Selon les écrits d'Elie Berger qui fut l'historien de Blanche de Castille, la France se couvrit de véritables armées, qui parcouraient le pays, entraînant à leur suite des milliers de pauvres gens dans leur enthousiasme naïfe. Ces gens-là n'avaient qu'une chose en tête : marcher au secours du Roi.
Un vieillard à barbe blanche qui venait dont ne sait où, qu'on appelait le Maître de Hongrie, qui se disait envoyé par la Vierge Marie, pour prêcher la croisade aux pastoureaux qui étaient des bergers, parcourait les campagnes de Picardie en annonçant que Dieu avait choisi les pâtres et les pauvres pour délivrer la Terre sainte et sauver le Roi. Ces pauvres gens abandonnaient tout en le suivant. Ce mouvement s'étendit à la Picardie, à la Flandre, au Brabant, au Hainaut et gagna jusqu'à la Lorraine et la Bourgogne. L'historien précise qu'en une semaine ils étaient environ 30 mille organisés en une sorte d'armée.
Cette troupe d'hallucinés fut rejointe et contaminée par des vagabonds, des repris de justice, des chômeurs, des voleurs, des meurtriers, des filles perdues comme on disait alors, avides de pillages. Bientôt, leur chiffre atteint environ 60 mille personnes armées de couteaux, de haches et de faux. Comme ils s'approchaient de Paris, on informa la régente de cette invasion. Elle commit l'imprudence de recevoir le Maître de Hongrie aux environs de Paris. Enorgueilli de cette audience, il assura à sa troupe que tout leur était permis. Ils s'attaquèrent donc au clergé, aux ordres mendiants ainsi qu'à l'évêque. Le sang ne manqua pas de couler. Après Paris, ce fut le tour de Rouen où ils commirent de grands dégâts. A Orléans et à Tours il y eu des morts et des blessés. Blanche reconnut sa faiblesse et son erreur et lança la troupe à la poursuite de ces bandes pillardes. Plusieurs des chefs de ces illuminés furent pris et pendus sur le champ. A Bourges, la population prêta main-forte aux gens d'armes pour mettre fin à ces faux croisés devenus bandits. Ils furent massacrés et le Maitre de Hongrie fut mis en pièces.

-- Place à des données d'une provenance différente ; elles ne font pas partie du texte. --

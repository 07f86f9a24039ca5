// src/chat/mod.rs
pub mod gemini;
pub mod prompt;

use log::{debug, info};
use std::sync::Arc;

use crate::error::{AdvisorError, AdvisorResult};
use crate::history::PredictionHistory;

pub use gemini::{GeminiClient, GeminiSettings, TextGenerator};
pub use prompt::render_prompt;

pub const NO_PREDICTION_REPLY: &str =
    "I don't have any saved financial data yet. Please make a savings prediction first!";

/// Answers a user question using only the most recent prediction record.
pub struct ChatService {
    history: Arc<PredictionHistory>,
    generator: Arc<dyn TextGenerator>,
}

impl ChatService {
    pub fn new(history: Arc<PredictionHistory>, generator: Arc<dyn TextGenerator>) -> Self {
        Self { history, generator }
    }

    pub async fn reply(&self, message: &str) -> AdvisorResult<String> {
        if message.is_empty() {
            return Err(AdvisorError::NoMessage);
        }

        let latest = match self.history.latest().await? {
            Some(record) => record,
            None => {
                info!("Chat request with no stored prediction; sending fallback reply");
                return Ok(NO_PREDICTION_REPLY.to_string());
            }
        };

        let prompt = render_prompt(&latest, message);
        debug!(
            "Sending advisor prompt ({} chars) for record {:?}",
            prompt.len(),
            latest.id
        );
        self.generator.generate(&prompt).await
    }
}
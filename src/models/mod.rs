// src/models/mod.rs
pub mod dense;

use anyhow::{Context, Result};
use log::info;
use std::path::Path;
use std::sync::Arc;

use crate::features::FeatureVector;

pub use dense::DenseNetwork;

/// A pre-trained model that maps one feature vector to one value per output.
pub trait Predictor: Send + Sync {
    fn name(&self) -> &str;

    /// Width of the feature vector this model was trained on.
    fn input_dim(&self) -> usize;

    fn predict(&self, features: &FeatureVector) -> Result<Vec<f32>>;
}

/// The three independently trained models behind `/predict`.
#[derive(Clone)]
pub struct ModelSet {
    /// Binary classifier: probability the savings goal is achievable.
    pub savings: Arc<dyn Predictor>,
    /// Regressor: recommended monthly savings amount.
    pub amount: Arc<dyn Predictor>,
    /// Multi-task model: achievability, amount and financial risk.
    pub multi_task: Arc<dyn Predictor>,
}

impl ModelSet {
    pub fn load(savings_path: &Path, amount_path: &Path, multi_task_path: &Path) -> Result<Self> {
        let savings = DenseNetwork::load(savings_path).context("Error loading savings model")?;
        let amount = DenseNetwork::load(amount_path).context("Error loading amount model")?;
        let multi_task =
            DenseNetwork::load(multi_task_path).context("Error loading multi-task model")?;
        info!("✅ All three prediction models loaded");
        Ok(Self {
            savings: Arc::new(savings),
            amount: Arc::new(amount),
            multi_task: Arc::new(multi_task),
        })
    }

    pub fn iter(&self) -> impl Iterator<Item = &Arc<dyn Predictor>> {
        [&self.savings, &self.amount, &self.multi_task].into_iter()
    }
}
// src/features/mod.rs
pub mod derivation;
pub mod profile;
pub mod schema;

// Re-export the feature pipeline for clean API
pub use derivation::{derive_features, DerivedFeatures, FEATURE_CATALOG};
pub use profile::RawProfile;
pub use schema::{FeatureInfo, FeatureSchema, FeatureVector};

use crate::error::AdvisorResult;
use serde_json::Value as JsonValue;

/// Raw JSON body to schema-ordered vector in one step.
pub fn build_feature_vector(
    schema: &FeatureSchema,
    body: &JsonValue,
) -> AdvisorResult<(DerivedFeatures, FeatureVector)> {
    let profile = RawProfile::from_json(body)?;
    let derived = derive_features(&profile)?;
    let vector = schema.assemble(&derived)?;
    Ok((derived, vector))
}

Parmi cette foule suspecte devenue criminelle, quelques bergers croisés de bonne foi s'embarquèrent à Aigues-mortes pour rejoindre le Roi en Terre sainte qu'ils voulaient délivrer. Ils informèrent le Roi de ces funestes évènements qui avaient troublé le royaume.
Ce qui est intéressant dans ce récit, c'est que cette croisade avortée des Pastoureaux sert à nous faire mieux comprendre le peuple du moyen âge, crédule et prompt à l'enthousiasme aveugle pour les nobles causes, capables des plus beaux élans mais n'ayant pas assez de réflexion et de jugement pour les conduire à leur but.